* Exercise aim
Nothing outside the stretch is wanted. Repeat exactly the lines of the listing below from the one that contains "touch(&long);" through the one that contains "touch(&dup);", both ends included.

* Records to process
use std::path::{Path, PathBuf};
use std::sync::LazyLock;

use log::{debug, warn};
use regex::Regex;
use unicode_normalization::UnicodeNormalization;
use walkdir::WalkDir;

use crate::record::MetadataRecord;

/// Sidecar suffix written by current Takeout exports.
pub const SIDECAR_SUFFIX: &str = ".supplemental-metadata.json";
/// Truncated spelling that Takeout also produces.
pub const SIDECAR_SUFFIX_TRUNCATED: &str = ".supplemental-metadat.json";

const SIDECAR_TAG: &str = "supplemental-metadata";

static EDITED_RE: LazyLock<Regex> =
    LazyLock::new(|| Regex::new(r"(?i)-edited(\.[^.]+)$").unwrap());
static BRACKET_RE: LazyLock<Regex> =
    LazyLock::new(|| Regex::new(r"^(?P<stem>.+)\((?P<n>\d+)\)(?P<ext>\.[^.]+)$").unwrap());

/// How a sidecar was tied to a media file.
#[derive(Debug, Clone, Copy, PartialEq, Eq)]
pub enum MatchKind {
    /// The file's own sidecar
    Direct,
    /// The sidecar of the original an `-edited` file was derived from
    Inherited,
}

/// Which lookup steps to run.
#[derive(Debug, Clone, Copy, PartialEq, Eq)]
pub enum LookupScope {
    /// Every step, including the name-mangling fallbacks
    Full,
    /// Only the direct and inherited lookups
    Primary,
}

#[derive(Debug, Clone)]
pub struct Resolution {
    pub record: MetadataRecord,
    pub sidecar: PathBuf,
    pub kind: MatchKind,
}

impl Resolution {
    /// An inherited sidecar still belongs to the original and must survive.
    pub fn consumes_sidecar(&self) -> bool {
        self.kind == MatchKind::Direct
    }
}

/// Both spellings of the sidecar name for `filename`, preferred first.
pub fn sidecar_names(filename: &str) -> [String; 2] {
    [
        format!("{}{}", filename, SIDECAR_SUFFIX),
        format!("{}{}", filename, SIDECAR_SUFFIX_TRUNCATED),
    ]
}

/// `NAME-edited.EXT` -> `NAME.EXT`
pub fn edited_base_name(filename: &str) -> Option<String> {
    let caps = EDITED_RE.captures(filename)?;
    let whole = caps.get(0)?;
    let ext = caps.get(1)?.as_str();
    let stem = &filename[..whole.start()];
    if stem.is_empty() {
        return None;
    }
    Some(format!("{}{}", stem, ext))
}

/// Find and parse the sidecar for `media_path`, first hit wins.
///
/// A sidecar that fails to parse is skipped and the search continues.
pub fn resolve(media_path: &Path, archive_root: &Path, scope: LookupScope) -> Option<Resolution> {
    let dir = media_path.parent()?;
    let Some(filename) = media_path.file_name()?.to_str() else {
        debug!("{}: name is not valid UTF-8, no sidecar lookup", media_path.display());
        return None;
    };

    type Step<'a> = Box<dyn Fn() -> Option<PathBuf> + 'a>;
    let mut steps: Vec<(MatchKind, Step<'_>)> = Vec::new();

    match edited_base_name(filename) {
        Some(base) => {
            let base_for_dir = base.clone();
            steps.push((
                MatchKind::Inherited,
                Box::new(move || find_direct(dir, &base_for_dir)),
            ));
            steps.push((
                MatchKind::Inherited,
                Box::new(move || find_recursive(archive_root, &sidecar_names(&base))),
            ));
            steps.push((MatchKind::Direct, Box::new(|| find_direct(dir, filename))));
        }
        None => {
            steps.push((MatchKind::Direct, Box::new(|| find_direct(dir, filename))));
        }
    }

    if scope == LookupScope::Full {
        steps.push((MatchKind::Direct, Box::new(|| find_truncated(dir, filename))));
        steps.push((MatchKind::Direct, Box::new(|| find_bracket_swapped(dir, filename))));
        steps.push((
            MatchKind::Direct,
            Box::new(|| existing(dir.join(format!("{}.json", filename)))),
        ));
    }

    for (kind, step) in &steps {
        let Some(sidecar) = step() else { continue };
        match MetadataRecord::from_path(&sidecar) {
            Ok(record) => {
                debug!("{}: matched {} ({:?})", filename, sidecar.display(), kind);
                return Some(Resolution {
                    record,
                    sidecar,
                    kind: *kind,
                });
            }
            Err(e) => warn!("{}: ignoring sidecar {}: {}", filename, sidecar.display(), e),
        }
    }

    debug!("{}: no sidecar found", filename);
    None
}

fn existing(path: PathBuf) -> Option<PathBuf> {
    path.is_file().then_some(path)
}

/// Both spellings next to the media file, primary first.
fn find_direct(dir: &Path, filename: &str) -> Option<PathBuf> {
    sidecar_names(filename)
        .into_iter()
        .find_map(|name| existing(dir.join(name)))
}

/// Anywhere under `root`; a primary-spelling hit beats a truncated one.
fn find_recursive(root: &Path, names: &[String; 2]) -> Option<PathBuf> {
    let wanted: Vec<String> = names.iter().map(|n| n.nfc().collect()).collect();
    let mut fallback = None;

    for entry in WalkDir::new(root)
        .sort_by_file_name()
        .into_iter()
        .filter_map(|entry| {
            entry
                .map_err(|e| warn!("sidecar search skipped an entry: {}", e))
                .ok()
        })
        .filter(|e| e.file_type().is_file())
    {
        let Some(name) = entry.file_name().to_str() else { continue };
        let name: String = name.nfc().collect();
        if name == wanted[0] {
            return Some(entry.into_path());
        }
        if fallback.is_none() && name == wanted[1] {
            fallback = Some(entry.into_path());
        }
    }

    fallback
}

/// `<file>.<prefix of supplemental-metadata>.json`, longest prefix first.
fn find_truncated(dir: &Path, filename: &str) -> Option<PathBuf> {
    (1..SIDECAR_TAG.len())
        .rev()
        .map(|len| &SIDECAR_TAG[..len])
        .filter(|prefix| !prefix.ends_with('-'))
        .find_map(|prefix| existing(dir.join(format!("{}.{}.json", filename, prefix))))
}

/// `NAME(1).EXT` has its counter moved behind the extension by the export.
fn find_bracket_swapped(dir: &Path, filename: &str) -> Option<PathBuf> {
    let caps = BRACKET_RE.captures(filename)?;
    let original = format!("{}{}", &caps["stem"], &caps["ext"]);
    let n = &caps["n"];
    [
        format!("{}.{}({}).json", original, SIDECAR_TAG, n),
        format!("{}({}).json", original, n),
    ]
    .into_iter()
    .find_map(|name| existing(dir.join(name)))
}

#[cfg(test)]
mod tests {
    use super::*;
    use std::fs;
    use tempfile::tempdir;

    fn sidecar_json(taken: i64) -> String {
        format!(
            r#"{{"title": "t", "creationTime": {{"timestamp": "{taken}", "formatted": ""}},
                "photoTakenTime": {{"timestamp": "{taken}", "formatted": ""}},
                "geoData": {{"latitude": 0.0, "longitude": 0.0, "altitude": 0.0}}}}"#
        )
    }

    fn touch(path: &Path) {
        fs::create_dir_all(path.parent().unwrap()).unwrap();
        fs::write(path, b"media").unwrap();
    }

    fn write_sidecar(path: &Path, taken: i64) {
        fs::create_dir_all(path.parent().unwrap()).unwrap();
        fs::write(path, sidecar_json(taken)).unwrap();
    }

    #[test]
    fn test_edited_base_name() {
        assert_eq!(edited_base_name("IMG_01-edited.jpg").as_deref(), Some("IMG_01.jpg"));
        assert_eq!(edited_base_name("IMG_01-EDITED.JPG").as_deref(), Some("IMG_01.JPG"));
        assert_eq!(edited_base_name("IMG_01.jpg"), None);
        assert_eq!(edited_base_name("IMG-edited-2.jpg"), None);
        assert_eq!(edited_base_name("-edited.jpg"), None);
    }

    #[test]
    fn test_primary_spelling_preferred() {
        let dir = tempdir().unwrap();
        let media = dir.path().join("IMG_01.jpg");
        touch(&media);
        write_sidecar(&dir.path().join("IMG_01.jpg.supplemental-metadat.json"), 1);
        write_sidecar(&dir.path().join("IMG_01.jpg.supplemental-metadata.json"), 2);

        let res = resolve(&media, dir.path(), LookupScope::Full).unwrap();
        assert_eq!(res.record.captured_time.timestamp, "2");
        assert_eq!(res.kind, MatchKind::Direct);
        assert!(res.consumes_sidecar());
    }

    #[test]
    fn test_truncated_spelling_used_when_alone() {
        let dir = tempdir().unwrap();
        let media = dir.path().join("IMG_01.jpg");
        touch(&media);
        let sidecar = dir.path().join("IMG_01.jpg.supplemental-metadat.json");
        write_sidecar(&sidecar, 1);

        let res = resolve(&media, dir.path(), LookupScope::Primary).unwrap();
        assert_eq!(res.sidecar, sidecar);
    }

    #[test]
    fn test_edited_inherits_from_original_in_same_dir() {
        let dir = tempdir().unwrap();
        let edited = dir.path().join("IMG_01-edited.jpg");
        touch(&edited);
        write_sidecar(&dir.path().join("IMG_01.jpg.supplemental-metadata.json"), 7);

        let res = resolve(&edited, dir.path(), LookupScope::Full).unwrap();
        assert_eq!(res.kind, MatchKind::Inherited);
        assert!(!res.consumes_sidecar());
        assert_eq!(res.record.captured_time.timestamp, "7");
    }

    #[test]
    fn test_edited_prefers_inherited_over_own_sidecar() {
        let dir = tempdir().unwrap();
        let edited = dir.path().join("IMG_01-edited.jpg");
        touch(&edited);
        write_sidecar(&dir.path().join("IMG_01.jpg.supplemental-metadata.json"), 7);
        write_sidecar(&dir.path().join("IMG_01-edited.jpg.supplemental-metadata.json"), 9);

        let res = resolve(&edited, dir.path(), LookupScope::Full).unwrap();
        assert_eq!(res.kind, MatchKind::Inherited);
        assert_eq!(res.record.captured_time.timestamp, "7");
    }

    #[test]
    fn test_edited_finds_original_elsewhere_in_archive() {
        let dir = tempdir().unwrap();
        let root = dir.path();
        let edited = root.join("Takeout/Google Photos/Album/IMG_01-edited.jpg");
        touch(&edited);
        write_sidecar(
            &root.join("Takeout/Google Photos/Photos from 2023/IMG_01.jpg.supplemental-metadat.json"),
            5,
        );

        let res = resolve(&edited, root, LookupScope::Primary).unwrap();
        assert_eq!(res.kind, MatchKind::Inherited);
        assert_eq!(res.record.captured_time.timestamp, "5");
    }

    #[test]
    fn test_edited_falls_back_to_own_sidecar() {
        let dir = tempdir().unwrap();
        let edited = dir.path().join("IMG_01-edited.jpg");
        touch(&edited);
        write_sidecar(&dir.path().join("IMG_01-edited.jpg.supplemental-metadata.json"), 9);

        let res = resolve(&edited, dir.path(), LookupScope::Full).unwrap();
        assert_eq!(res.kind, MatchKind::Direct);
        assert!(res.consumes_sidecar());
    }

    #[test]
    fn test_no_match() {
        let dir = tempdir().unwrap();
        let media = dir.path().join("IMG_02.jpg");
        touch(&media);
        write_sidecar(&dir.path().join("IMG_01.jpg.supplemental-metadata.json"), 1);
        assert!(resolve(&media, dir.path(), LookupScope::Full).is_none());
    }

    #[test]
    fn test_malformed_sidecar_is_skipped() {
        let dir = tempdir().unwrap();
        let media = dir.path().join("IMG_01.jpg");
        touch(&media);
        fs::write(dir.path().join("IMG_01.jpg.supplemental-metadata.json"), b"{").unwrap();
        assert!(resolve(&media, dir.path(), LookupScope::Primary).is_none());

        write_sidecar(&dir.path().join("IMG_01.jpg.json"), 3);
        let res = resolve(&media, dir.path(), LookupScope::Full).unwrap();
        assert_eq!(res.record.captured_time.timestamp, "3");
    }

    #[test]
    fn test_name_mangling_fallbacks() {
        let dir = tempdir().unwrap();
        let long = dir.path().join("PXL_20230101_123456789.PORTRAIT.jpg");
        touch(&long);
        write_sidecar(&dir.path().join("PXL_20230101_123456789.PORTRAIT.jpg.supplemen.json"), 4);
        let res = resolve(&long, dir.path(), LookupScope::Full).unwrap();
        assert_eq!(res.record.captured_time.timestamp, "4");
        assert!(resolve(&long, dir.path(), LookupScope::Primary).is_none());

        let dup = dir.path().join("IMG_03(1).jpg");
        touch(&dup);
        write_sidecar(&dir.path().join("IMG_03.jpg.supplemental-metadata(1).json"), 6);
        let res = resolve(&dup, dir.path(), LookupScope::Full).unwrap();
        assert_eq!(res.record.captured_time.timestamp, "6");
    }
}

* Worked solution
        touch(&long);
        write_sidecar(&dir.path().join("PXL_20230101_123456789.PORTRAIT.jpg.supplemen.json"), 4);
        let res = resolve(&long, dir.path(), LookupScope::Full).unwrap();
        assert_eq!(res.record.captured_time.timestamp, "4");
        assert!(resolve(&long, dir.path(), LookupScope::Primary).is_none());

        let dup = dir.path().join("IMG_03(1).jpg");
        touch(&dup);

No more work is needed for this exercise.